▶ _Problem details_
Copy all entries exactly.

▶ _Source data_
Start of Block

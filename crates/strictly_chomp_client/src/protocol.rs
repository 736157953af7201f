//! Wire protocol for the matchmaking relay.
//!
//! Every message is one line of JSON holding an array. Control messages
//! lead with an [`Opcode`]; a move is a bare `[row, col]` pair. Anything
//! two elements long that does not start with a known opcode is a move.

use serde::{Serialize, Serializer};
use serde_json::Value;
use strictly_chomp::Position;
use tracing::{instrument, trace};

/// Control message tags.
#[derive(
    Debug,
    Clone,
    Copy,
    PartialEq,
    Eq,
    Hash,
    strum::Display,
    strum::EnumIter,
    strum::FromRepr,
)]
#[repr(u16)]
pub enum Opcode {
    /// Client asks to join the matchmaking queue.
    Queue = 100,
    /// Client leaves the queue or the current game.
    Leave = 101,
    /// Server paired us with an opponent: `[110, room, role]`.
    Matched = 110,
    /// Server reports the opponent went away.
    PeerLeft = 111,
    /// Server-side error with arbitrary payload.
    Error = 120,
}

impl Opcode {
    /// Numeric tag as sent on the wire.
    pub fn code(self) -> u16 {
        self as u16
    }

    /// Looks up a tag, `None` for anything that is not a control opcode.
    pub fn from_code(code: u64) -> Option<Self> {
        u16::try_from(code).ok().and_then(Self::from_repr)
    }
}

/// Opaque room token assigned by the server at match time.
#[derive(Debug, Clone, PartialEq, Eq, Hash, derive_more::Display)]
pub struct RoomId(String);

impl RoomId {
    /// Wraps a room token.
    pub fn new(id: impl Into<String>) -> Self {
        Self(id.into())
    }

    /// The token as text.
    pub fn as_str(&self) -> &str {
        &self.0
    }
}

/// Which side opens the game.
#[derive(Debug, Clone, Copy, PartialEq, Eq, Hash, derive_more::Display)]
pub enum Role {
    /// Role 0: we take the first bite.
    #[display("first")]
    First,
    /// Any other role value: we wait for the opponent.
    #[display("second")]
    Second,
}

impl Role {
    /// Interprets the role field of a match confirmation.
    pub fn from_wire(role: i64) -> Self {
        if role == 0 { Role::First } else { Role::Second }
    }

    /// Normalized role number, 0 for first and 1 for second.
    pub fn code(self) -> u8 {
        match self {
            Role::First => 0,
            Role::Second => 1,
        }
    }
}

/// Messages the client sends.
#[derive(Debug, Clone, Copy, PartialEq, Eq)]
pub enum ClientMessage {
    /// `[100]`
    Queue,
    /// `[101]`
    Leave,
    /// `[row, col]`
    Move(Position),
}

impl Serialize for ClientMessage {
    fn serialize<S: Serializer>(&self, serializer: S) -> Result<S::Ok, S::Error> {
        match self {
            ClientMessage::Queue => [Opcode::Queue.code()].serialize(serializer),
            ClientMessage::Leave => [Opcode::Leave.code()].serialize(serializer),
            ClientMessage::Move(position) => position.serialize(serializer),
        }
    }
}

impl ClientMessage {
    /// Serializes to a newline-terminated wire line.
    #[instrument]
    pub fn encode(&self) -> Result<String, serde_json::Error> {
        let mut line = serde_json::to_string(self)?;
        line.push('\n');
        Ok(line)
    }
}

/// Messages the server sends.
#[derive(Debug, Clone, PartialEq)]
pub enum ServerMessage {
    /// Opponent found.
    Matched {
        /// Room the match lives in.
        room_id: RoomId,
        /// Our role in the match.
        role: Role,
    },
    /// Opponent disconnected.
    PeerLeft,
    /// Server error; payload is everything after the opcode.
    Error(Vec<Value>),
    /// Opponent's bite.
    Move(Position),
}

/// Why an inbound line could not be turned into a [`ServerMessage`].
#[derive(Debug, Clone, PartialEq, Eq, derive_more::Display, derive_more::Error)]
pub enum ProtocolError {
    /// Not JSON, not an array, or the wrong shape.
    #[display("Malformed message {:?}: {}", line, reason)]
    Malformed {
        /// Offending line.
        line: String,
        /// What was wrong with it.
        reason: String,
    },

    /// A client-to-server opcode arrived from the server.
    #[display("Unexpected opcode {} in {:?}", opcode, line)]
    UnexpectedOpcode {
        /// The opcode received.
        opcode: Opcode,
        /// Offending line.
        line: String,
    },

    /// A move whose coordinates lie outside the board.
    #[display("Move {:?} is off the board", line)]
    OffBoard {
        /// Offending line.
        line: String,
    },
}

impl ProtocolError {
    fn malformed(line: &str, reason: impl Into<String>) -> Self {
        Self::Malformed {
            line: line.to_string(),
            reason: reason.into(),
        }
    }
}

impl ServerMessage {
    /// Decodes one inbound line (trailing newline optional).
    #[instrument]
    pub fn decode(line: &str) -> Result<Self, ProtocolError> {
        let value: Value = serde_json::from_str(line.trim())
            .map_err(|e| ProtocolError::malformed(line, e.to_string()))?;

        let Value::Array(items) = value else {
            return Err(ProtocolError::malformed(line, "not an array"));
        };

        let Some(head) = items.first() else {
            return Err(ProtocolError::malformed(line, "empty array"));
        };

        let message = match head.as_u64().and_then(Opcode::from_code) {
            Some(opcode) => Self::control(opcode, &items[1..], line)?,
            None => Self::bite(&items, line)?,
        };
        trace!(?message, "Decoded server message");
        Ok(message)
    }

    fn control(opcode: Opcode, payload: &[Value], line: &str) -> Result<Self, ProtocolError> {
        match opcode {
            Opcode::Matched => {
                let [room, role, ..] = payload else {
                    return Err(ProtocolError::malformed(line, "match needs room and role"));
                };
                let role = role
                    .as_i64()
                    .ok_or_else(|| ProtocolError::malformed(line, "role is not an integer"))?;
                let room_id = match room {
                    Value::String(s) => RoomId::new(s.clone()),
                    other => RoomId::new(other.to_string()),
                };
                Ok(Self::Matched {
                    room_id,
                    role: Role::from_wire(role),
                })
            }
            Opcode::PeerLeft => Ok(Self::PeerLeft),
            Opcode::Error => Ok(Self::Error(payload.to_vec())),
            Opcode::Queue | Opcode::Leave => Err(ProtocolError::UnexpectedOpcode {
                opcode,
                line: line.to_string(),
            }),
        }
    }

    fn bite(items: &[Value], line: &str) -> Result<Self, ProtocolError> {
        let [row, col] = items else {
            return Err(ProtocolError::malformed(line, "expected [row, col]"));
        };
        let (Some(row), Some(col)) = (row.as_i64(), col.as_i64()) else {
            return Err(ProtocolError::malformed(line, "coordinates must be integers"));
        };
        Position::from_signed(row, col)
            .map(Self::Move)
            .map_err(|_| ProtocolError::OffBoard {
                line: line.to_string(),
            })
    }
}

End of Block

▶ _Solution_
filename crates/strictly_chomp_client/src/protocol.rs
repository 736157953af7201f
//! Wire protocol for the matchmaking relay.
//!
//! Every message is one line of JSON holding an array. Control messages
//! lead with an [`Opcode`]; a move is a bare `[row, col]` pair. Anything
//! two elements long that does not start with a known opcode is a move.

use serde::{Serialize, Serializer};
use serde_json::Value;
use strictly_chomp::Position;
use tracing::{instrument, trace};

/// Control message tags.
#[derive(
    Debug,
    Clone,
    Copy,
    PartialEq,
    Eq,
    Hash,
    strum::Display,
    strum::EnumIter,
    strum::FromRepr,
)]
#[repr(u16)]
pub enum Opcode {
    /// Client asks to join the matchmaking queue.
    Queue = 100,
    /// Client leaves the queue or the current game.
    Leave = 101,
    /// Server paired us with an opponent: `[110, room, role]`.
    Matched = 110,
    /// Server reports the opponent went away.
    PeerLeft = 111,
    /// Server-side error with arbitrary payload.
    Error = 120,
}

impl Opcode {
    /// Numeric tag as sent on the wire.
    pub fn code(self) -> u16 {
        self as u16
    }

    /// Looks up a tag, `None` for anything that is not a control opcode.
    pub fn from_code(code: u64) -> Option<Self> {
        u16::try_from(code).ok().and_then(Self::from_repr)
    }
}

/// Opaque room token assigned by the server at match time.
#[derive(Debug, Clone, PartialEq, Eq, Hash, derive_more::Display)]
pub struct RoomId(String);

impl RoomId {
    /// Wraps a room token.
    pub fn new(id: impl Into<String>) -> Self {
        Self(id.into())
    }

    /// The token as text.
    pub fn as_str(&self) -> &str {
        &self.0
    }
}

/// Which side opens the game.
#[derive(Debug, Clone, Copy, PartialEq, Eq, Hash, derive_more::Display)]
pub enum Role {
    /// Role 0: we take the first bite.
    #[display("first")]
    First,
    /// Any other role value: we wait for the opponent.
    #[display("second")]
    Second,
}

impl Role {
    /// Interprets the role field of a match confirmation.
    pub fn from_wire(role: i64) -> Self {
        if role == 0 { Role::First } else { Role::Second }
    }

    /// Normalized role number, 0 for first and 1 for second.
    pub fn code(self) -> u8 {
        match self {
            Role::First => 0,
            Role::Second => 1,
        }
    }
}

/// Messages the client sends.
#[derive(Debug, Clone, Copy, PartialEq, Eq)]
pub enum ClientMessage {
    /// `[100]`
    Queue,
    /// `[101]`
    Leave,
    /// `[row, col]`
    Move(Position),
}

impl Serialize for ClientMessage {
    fn serialize<S: Serializer>(&self, serializer: S) -> Result<S::Ok, S::Error> {
        match self {
            ClientMessage::Queue => [Opcode::Queue.code()].serialize(serializer),
            ClientMessage::Leave => [Opcode::Leave.code()].serialize(serializer),
            ClientMessage::Move(position) => position.serialize(serializer),
        }
    }
}

impl ClientMessage {
    /// Serializes to a newline-terminated wire line.
    #[instrument]
    pub fn encode(&self) -> Result<String, serde_json::Error> {
        let mut line = serde_json::to_string(self)?;
        line.push('\n');
        Ok(line)
    }
}

/// Messages the server sends.
#[derive(Debug, Clone, PartialEq)]
pub enum ServerMessage {
    /// Opponent found.
    Matched {
        /// Room the match lives in.
        room_id: RoomId,
        /// Our role in the match.
        role: Role,
    },
    /// Opponent disconnected.
    PeerLeft,
    /// Server error; payload is everything after the opcode.
    Error(Vec<Value>),
    /// Opponent's bite.
    Move(Position),
}

/// Why an inbound line could not be turned into a [`ServerMessage`].
#[derive(Debug, Clone, PartialEq, Eq, derive_more::Display, derive_more::Error)]
pub enum ProtocolError {
    /// Not JSON, not an array, or the wrong shape.
    #[display("Malformed message {:?}: {}", line, reason)]
    Malformed {
        /// Offending line.
        line: String,
        /// What was wrong with it.
        reason: String,
    },

    /// A client-to-server opcode arrived from the server.
    #[display("Unexpected opcode {} in {:?}", opcode, line)]
    UnexpectedOpcode {
        /// The opcode received.
        opcode: Opcode,
        /// Offending line.
        line: String,
    },

    /// A move whose coordinates lie outside the board.
    #[display("Move {:?} is off the board", line)]
    OffBoard {
        /// Offending line.
        line: String,
    },
}

impl ProtocolError {
    fn malformed(line: &str, reason: impl Into<String>) -> Self {
        Self::Malformed {
            line: line.to_string(),
            reason: reason.into(),
        }
    }
}

impl ServerMessage {
    /// Decodes one inbound line (trailing newline optional).
    #[instrument]
    pub fn decode(line: &str) -> Result<Self, ProtocolError> {
        let value: Value = serde_json::from_str(line.trim())
            .map_err(|e| ProtocolError::malformed(line, e.to_string()))?;

        let Value::Array(items) = value else {
            return Err(ProtocolError::malformed(line, "not an array"));
        };

        let Some(head) = items.first() else {
            return Err(ProtocolError::malformed(line, "empty array"));
        };

        let message = match head.as_u64().and_then(Opcode::from_code) {
            Some(opcode) => Self::control(opcode, &items[1..], line)?,
            None => Self::bite(&items, line)?,
        };
        trace!(?message, "Decoded server message");
        Ok(message)
    }

    fn control(opcode: Opcode, payload: &[Value], line: &str) -> Result<Self, ProtocolError> {
        match opcode {
            Opcode::Matched => {
                let [room, role, ..] = payload else {
                    return Err(ProtocolError::malformed(line, "match needs room and role"));
                };
                let role = role
                    .as_i64()
                    .ok_or_else(|| ProtocolError::malformed(line, "role is not an integer"))?;
                let room_id = match room {
                    Value::String(s) => RoomId::new(s.clone()),
                    other => RoomId::new(other.to_string()),
                };
                Ok(Self::Matched {
                    room_id,
                    role: Role::from_wire(role),
                })
            }
            Opcode::PeerLeft => Ok(Self::PeerLeft),
            Opcode::Error => Ok(Self::Error(payload.to_vec())),
            Opcode::Queue | Opcode::Leave => Err(ProtocolError::UnexpectedOpcode {
                opcode,
                line: line.to_string(),
            }),
        }
    }

    fn bite(items: &[Value], line: &str) -> Result<Self, ProtocolError> {
        let [row, col] = items else {
            return Err(ProtocolError::malformed(line, "expected [row, col]"));
        };
        let (Some(row), Some(col)) = (row.as_i64(), col.as_i64()) else {
            return Err(ProtocolError::malformed(line, "coordinates must be integers"));
        };
        Position::from_signed(row, col)
            .map(Self::Move)
            .map_err(|_| ProtocolError::OffBoard {
                line: line.to_string(),
            })
    }
}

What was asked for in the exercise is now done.